Maurice Schiff (1983) has estimated a model of the world wheat market, based on econometric estimates of his own. Free trade is assumed for the European Community, the United States, Canada, Australia, Japan, and Argentina. The model includes estimates of the wheat trade functions of the USSR and the rest of the world for continuation of existing policies. Schiff estimates that if there had been free trade in wheat in the designated countries from 1964 to 1978, the average increase in world wheat price would have been 15 percent. He also estimates that if there had been free trade in the European Community only, with all other countries continuing their actual policies, the world market price of wheat for the same period would have been 17 percent higher. This result may seem somewhat surprising until it is remembered that during most of the years included in the analysis the major exporters, especially the United States and Canada, had limited the output of wheat by domestic supply-management programs. If there had been universal free trade, exports of wheat by the major exporters would have been somewhat higher than they actually were.
Stefan Tangerman and Wolfgang Krostitz (1982) have estimated the effects of trade liberalization on the beef sector and calculated the implicit tariff equivalent of the restraints on trade that existed during 1977–79. Elasticities of supply and demand were also estimated. With this information plus the actual levels of production and consumption of beef in each country or region, changes in production, consumption, and net trade were made for reductions in the implicit tariffs of 25, 50, and 100 percent. They estimate that with full trade liberalization, the international market price for beef would increase by 47 percent.

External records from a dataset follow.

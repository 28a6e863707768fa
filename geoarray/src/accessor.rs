//! The geospatial accessor.
//!
//! [`Geo`] and [`GeoMut`] wrap a [`DataArray`] or [`Dataset`] and expose
//! the geospatial operations: dimension roles, CRS resolution and writing,
//! ground control points, and spatial coordinate generation. [`Geo`] write
//! operations return a modified clone; [`GeoMut`] applies them in place.

use std::collections::BTreeMap;

use serde_json::Value;

use geoarray_crs::Crs;

use crate::array::{Attributes, Coordinate, DataArray};
use crate::coords::{spatial_coord_values, SpatialCoordsError};
use crate::dataset::Dataset;
use crate::dims::{DimMap, DimRole, RenameCollisionError, UnknownDimensionError};
use crate::gcps::{gcps_text, parse_gcps, GcpFormatError, GroundControlPoint, GCPS_KEY};
use crate::grid_mapping::{
    apply_grid_mapping_to_array, apply_grid_mapping_to_dataset, discover_array_crs,
    discover_dataset_crs, grid_mapping_coordinate, CrsInput, CrsNotFoundError, HasCrs,
    MultipleCrsError, WriteCrsError, DEFAULT_GRID_MAPPING_NAME,
};

/// A container of geospatial metadata that the accessors can wrap.
///
/// Implemented by [`DataArray`] and [`Dataset`].
pub trait GeoObject {
    /// The dimension names in storage order.
    fn dims(&self) -> Vec<String>;

    /// The size of the named dimension.
    fn dimension_size(&self, dim: &str) -> Option<u64>;

    /// The attribute map.
    fn attributes(&self) -> &Attributes;

    /// The attribute map, mutably.
    fn attributes_mut(&mut self) -> &mut Attributes;

    /// The encoding map.
    fn encoding(&self) -> &Attributes;

    /// The encoding map, mutably.
    fn encoding_mut(&mut self) -> &mut Attributes;

    /// The named coordinate.
    fn coordinate(&self, name: &str) -> Option<&Coordinate>;

    /// The names of every coordinate reachable through the object.
    fn coordinate_names(&self) -> Vec<String>;

    /// Attach a coordinate, replacing any existing one of the same name.
    fn insert_coordinate(&mut self, name: &str, coordinate: Coordinate);

    /// The attached area definition.
    fn area(&self) -> Option<&dyn HasCrs>;

    /// Rename dimensions throughout the object.
    fn rename_dimensions(&mut self, renames: &BTreeMap<String, String>);

    /// Resolve the CRS from the object's metadata.
    ///
    /// # Errors
    /// Returns a [`MultipleCrsError`] if the object is a dataset whose
    /// variables carry differing CRS metadata.
    fn resolve_crs(&self) -> Result<Option<Crs>, MultipleCrsError>;

    /// Attach a grid mapping coordinate and reference it from the encoding.
    fn apply_grid_mapping(&mut self, name: &str, coordinate: Coordinate);
}
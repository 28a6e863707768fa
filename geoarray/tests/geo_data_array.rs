#![allow(missing_docs)]

use std::sync::Arc;

use serde_json::Value;

use geoarray::{
    Attributes, Coordinate, Crs, CrsInput, DataArray, DimRole, HasCrs, RenameCollisionError,
    SpatialCoordsError, WriteCrsError,
};

const GOES_GRID_MAPPING: &str = r#"{
    "long_name": "GOES-R ABI fixed grid projection",
    "grid_mapping_name": "geostationary",
    "perspective_point_height": 35786023.0,
    "semi_major_axis": 6378137.0,
    "semi_minor_axis": 6356752.31414,
    "inverse_flattening": 298.2572221,
    "latitude_of_projection_origin": 0.0,
    "longitude_of_projection_origin": -89.5,
    "sweep_angle_axis": "x"
}"#;

fn attrs(json: &str) -> Attributes {
    serde_json::from_str(json).unwrap()
}

/// A GOES-R ABI radiance array as read from NetCDF: the variable references
/// its grid mapping coordinate through the encoding.
fn goes_radiances() -> DataArray {
    let mut array = DataArray::new(["y", "x"], [1500, 2500])
        .unwrap()
        .with_name("Rad");
    array.insert_coordinate(
        "goes_imager_projection",
        Coordinate::scalar().with_attributes(attrs(GOES_GRID_MAPPING)),
    );
    array.encoding_mut().insert(
        "grid_mapping".to_string(),
        Value::String("goes_imager_projection".to_string()),
    );
    array
}

#[test]
fn resolve_crs_from_encoding_grid_mapping() {
    let crs = goes_radiances().geo().crs().unwrap().unwrap();
    assert!(crs.is_projected());
    assert_eq!(crs.method_name(), Some("Geostationary Satellite (Sweep X)"));
    let [easting, northing] = crs.axes();
    assert_eq!(easting.unit(), "metre");
    assert_eq!(northing.unit(), "metre");
}

#[test]
fn write_crs_round_trips() {
    let array = DataArray::new(["y", "x"], [4, 6]).unwrap();
    for input in [
        "EPSG:4326",
        "+proj=longlat +datum=WGS84 +no_defs",
        "+proj=geos +lon_0=-75 +h=35786023 +sweep=x +ellps=GRS80 +units=m +no_defs",
    ] {
        let crs = Crs::from_user_input(input).unwrap();
        let written = array.geo().write_crs(&crs).unwrap();
        let resolved = written.geo().crs().unwrap().unwrap();
        assert_eq!(resolved, crs, "round trip of {input}");
    }
}

#[test]
fn write_crs_discovered_rewrites_existing_metadata() {
    let array = goes_radiances();
    let original = array.geo().crs().unwrap().unwrap();
    let written = array.geo().write_crs(CrsInput::Discovered).unwrap();
    assert!(written.coordinate("spatial_ref").is_some());
    assert_eq!(written.geo().crs().unwrap().unwrap(), original);
}

#[test]
fn write_crs_rejects_unparseable_text() {
    let array = DataArray::new(["y", "x"], [4, 6]).unwrap();
    assert!(matches!(
        array.geo().write_crs("not a crs"),
        Err(WriteCrsError::Parse(_))
    ));
}

#[test]
fn resolve_crs_from_implicit_spatial_ref_coordinate() {
    // rioxarray attaches the grid mapping as a "spatial_ref" coordinate
    // without referencing it from grid_mapping anywhere.
    let mut array = DataArray::new(["band", "y", "x"], [3, 256, 512]).unwrap();
    let mut crs_attrs = Attributes::new();
    crs_attrs.insert(
        "spatial_ref".to_string(),
        Value::String(Crs::from_epsg(32615).unwrap().to_wkt()),
    );
    array.insert_coordinate("spatial_ref", Coordinate::scalar().with_attributes(crs_attrs));
    let crs = array.geo().crs().unwrap().unwrap();
    assert_eq!(crs.to_epsg(), Some(32615));
    assert_eq!(crs.name(), "WGS 84 / UTM zone 15N");
}

#[derive(Debug)]
struct AreaDefinition {
    crs: Crs,
}

impl HasCrs for AreaDefinition {
    fn crs(&self) -> Option<Crs> {
        Some(self.crs.clone())
    }
}

#[test]
fn resolve_crs_from_area_definition() {
    let area = Arc::new(AreaDefinition {
        crs: Crs::from_epsg(3413).unwrap(),
    });
    let array = DataArray::new(["y", "x"], [4, 6]).unwrap().with_area(area);
    let crs = array.geo().crs().unwrap().unwrap();
    assert_eq!(crs.to_epsg(), Some(3413));
}

#[test]
fn grid_mapping_beats_area_definition() {
    let area = Arc::new(AreaDefinition {
        crs: Crs::from_epsg(3413).unwrap(),
    });
    let array = goes_radiances().with_area(area);
    let crs = array.geo().crs().unwrap().unwrap();
    assert_eq!(crs.method_name(), Some("Geostationary Satellite (Sweep X)"));
}

#[test]
fn resolve_crs_from_legacy_attribute() {
    let mut array = DataArray::new(["y", "x"], [4, 6]).unwrap();
    array
        .attributes_mut()
        .insert("crs".to_string(), Value::String("EPSG:4267".to_string()));
    let crs = array.geo().crs().unwrap().unwrap();
    assert_eq!(crs.name(), "NAD27");
}

#[test]
fn write_dims_renames_to_preferred_names() {
    let array = DataArray::new(["t", "lev", "lats", "lons"], [2, 5, 10, 20]).unwrap();
    let geo = array.geo();
    assert_eq!(geo.dims(), ["time", "vertical", "y", "x"]);
    let written = geo.write_dims().unwrap();
    assert_eq!(DataArray::dims(&written), ["time", "vertical", "y", "x"]);
    // Inference on the renamed object is a fixed point.
    assert_eq!(written.geo().dims(), ["time", "vertical", "y", "x"]);
}

#[test]
fn partial_match_disables_positional_fallback() {
    // "t" matches time, so the remaining 2-D shape must not trigger the
    // positional y/x guess and write_dims must agree with the display.
    let array = DataArray::new(["t", "foo"], [4, 8]).unwrap();
    let geo = array.geo();
    assert_eq!(geo.dims(), ["time", "foo"]);
    assert_eq!(geo.dim_name(DimRole::Time), Some("t"));
    assert_eq!(geo.dim_name(DimRole::Y), None);
    assert_eq!(geo.dim_name(DimRole::X), None);
    let written = geo.write_dims().unwrap();
    assert_eq!(DataArray::dims(&written), ["time", "foo"]);
}

#[test]
fn write_dims_rejects_coordinate_collision() {
    let mut array = DataArray::new(["lats", "lons"], [4, 6]).unwrap();
    array.insert_coordinate("lats", Coordinate::new("lats", vec![0.0, 1.0, 2.0, 3.0]));
    array.insert_coordinate("y", Coordinate::scalar());
    // Renaming lats to y would overwrite the unrelated y coordinate.
    let error = array.geo().write_dims().unwrap_err();
    assert!(matches!(error, RenameCollisionError::Coordinate { .. }));

    // The in-place form refuses before touching anything.
    let error = array.geo_mut().write_dims().unwrap_err();
    assert!(matches!(error, RenameCollisionError::Coordinate { .. }));
    assert_eq!(DataArray::dims(&array), ["lats", "lons"]);
    let lats = array.coordinate("lats").unwrap();
    assert_eq!(lats.values(), Some(&[0.0, 1.0, 2.0, 3.0][..]));
    assert!(array.coordinate("y").unwrap().values().is_none());
}

#[test]
fn unrecognised_dims_are_assigned_by_hand() {
    let array = DataArray::new(["dim_0", "dim_1", "dim_2"], [5, 20, 10]).unwrap();
    let mut geo = array.geo();
    // Nothing matches and a 3-D object gets no positional fallback.
    assert_eq!(geo.dims(), ["dim_0", "dim_1", "dim_2"]);
    assert_eq!(geo.dim_name(DimRole::Y), None);

    geo.set_dim(DimRole::Y, "dim_1").unwrap();
    geo.set_dim(DimRole::X, "dim_2").unwrap();
    assert_eq!(geo.dims(), ["dim_0", "y", "x"]);
    assert_eq!(geo.size(DimRole::Y), Some(20));
    assert_eq!(geo.size(DimRole::X), Some(10));

    let written = geo.write_dims().unwrap();
    assert_eq!(DataArray::dims(&written), ["dim_0", "y", "x"]);
}

#[test]
fn written_grid_mapping_attributes() {
    let array = DataArray::new(["y", "x"], [4, 6]).unwrap();
    let written = array.geo().write_crs("EPSG:4326").unwrap();
    let attrs = written.coordinate("spatial_ref").unwrap().attributes();
    assert_eq!(
        attrs.get("grid_mapping_name").and_then(Value::as_str),
        Some("latitude_longitude")
    );
    let datum = attrs
        .get("horizontal_datum_name")
        .and_then(Value::as_str)
        .unwrap();
    assert!(datum.contains("World Geodetic System 1984"));
    let wkt = attrs.get("crs_wkt").and_then(Value::as_str).unwrap();
    assert!(wkt.starts_with("GEOGCRS[\"WGS 84\""));
    assert_eq!(attrs.get("spatial_ref").and_then(Value::as_str), Some(wkt));
    // The reference moved into the encoding and off the attributes.
    assert_eq!(
        written.encoding().get("grid_mapping").and_then(Value::as_str),
        Some("spatial_ref")
    );
    assert!(!written.attributes().contains_key("grid_mapping"));
}

#[test]
fn set_dim_overrides_inference() {
    let array = DataArray::new(["bands", "y", "x"], [3, 4, 6]).unwrap();
    let mut geo = array.geo();
    assert_eq!(geo.dim_name(DimRole::Vertical), None);
    geo.set_dim(DimRole::Vertical, "bands").unwrap();
    assert_eq!(geo.dims(), ["vertical", "y", "x"]);
    assert_eq!(geo.size(DimRole::Vertical), Some(3));
    assert!(geo.set_dim(DimRole::Time, "missing").is_err());
}

const GCPS: &str = r#"{
    "type": "FeatureCollection",
    "features": [
        {
            "type": "Feature",
            "properties": {"id": "1", "info": "", "row": 0.0, "col": 0.0},
            "geometry": {"type": "Point", "coordinates": [-17.924, 28.854, 0.0]}
        },
        {
            "type": "Feature",
            "properties": {"id": "2", "info": "", "row": 0.0, "col": 9.0},
            "geometry": {"type": "Point", "coordinates": [-17.922, 28.854, 0.0]}
        },
        {
            "type": "Feature",
            "properties": {"id": "3", "info": "", "row": 9.0, "col": 0.0},
            "geometry": {"type": "Point", "coordinates": [-17.924, 28.852, 0.0]}
        },
        {
            "type": "Feature",
            "properties": {"id": "4", "info": "", "row": 9.0, "col": 9.0},
            "geometry": {"type": "Point", "coordinates": [-17.922, 28.852, 0.0]}
        }
    ]
}"#;

#[test]
fn gcps_round_trip_is_byte_stable() {
    let array = DataArray::new(["y", "x"], [10, 10]).unwrap();
    let written = array.geo().write_gcps(GCPS).unwrap();
    // The stored text is exactly what was written, whitespace included.
    assert_eq!(written.geo().gcps(), Some(GCPS));
    let rewritten = written.geo().write_gcps(written.geo().gcps().unwrap()).unwrap();
    assert_eq!(rewritten.geo().gcps(), Some(GCPS));

    let points = written.geo().gcp_points().unwrap().unwrap();
    assert_eq!(points.len(), 4);
    assert_eq!(points[3].id, "4");
    assert_eq!(points[3].row, 9.0);
    assert_eq!(points[3].longitude, -17.922);
    assert_eq!(points[3].elevation, Some(0.0));
}

#[test]
fn gcps_missing() {
    let array = DataArray::new(["y", "x"], [4, 6]).unwrap();
    assert!(array.geo().gcps().is_none());
    assert!(array.geo().gcp_points().unwrap().is_none());
}

#[test]
fn spatial_coords_from_geotiff_tags() {
    let resolution = 1002.008_644;
    let corner = 5_434_894.885_056;
    let mut array = DataArray::new(["a", "b"], [2, 3]).unwrap();
    array.attributes_mut().insert(
        "ModelPixelScale".to_string(),
        serde_json::json!([resolution, resolution, 0.0]),
    );
    array.attributes_mut().insert(
        "ModelTiepoint".to_string(),
        serde_json::json!([0.0, 0.0, 0.0, -corner, corner, 0.0]),
    );
    // "a" and "b" fall back to the y and x roles positionally, and the
    // generated coordinates attach under those actual names.
    let written = array.geo().write_spatial_coords().unwrap();
    let y = written.coordinate("a").unwrap().values().unwrap();
    let x = written.coordinate("b").unwrap().values().unwrap();
    assert_eq!(x.len(), 3);
    assert_eq!(y.len(), 2);
    assert_eq!(x[0], -corner + resolution / 2.0);
    assert_eq!(y[0], corner - resolution / 2.0);
    assert!((x[1] - x[0] - resolution).abs() < 1e-6);
    assert!((y[0] - y[1] - resolution).abs() < 1e-6);
}

#[test]
fn spatial_coords_without_georeferencing() {
    let array = DataArray::new(["y", "x"], [4, 6]).unwrap();
    assert!(matches!(
        array.geo().spatial_coords(),
        Err(SpatialCoordsError::UnknownLayout)
    ));

    let array = DataArray::new(["time"], [5]).unwrap();
    assert!(matches!(
        array.geo().spatial_coords(),
        Err(SpatialCoordsError::MissingDimension(DimRole::Y))
    ));
}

One very interesting result is that no one of the three degrees of reduction of the implicit tariffs would have any noticeable effect upon domestic prices of beef in the United States or Canada. The reason for this rather striking result is that the increases in world market prices would be approximately equal to the reduction in the implicit tariff for each of the three cases: 25, 50, or 100 percent. For example, if the United States reduced its implicit tariff by 50 percent, this would have amounted to
― 324 ―
a decrease in the tariff by $230 per ton (slaughter weight). However, if all countries reduced their implicit tariffs by 50 percent, the world price would increase by $220 per ton. For the European Community a reduction of its implicit tariff of 118 percent by 50 percent would have resulted in a decrease in the domestic price of 15 percent. The decline in the domestic price in Japan was projected to be 28 percent, or $163 per ton.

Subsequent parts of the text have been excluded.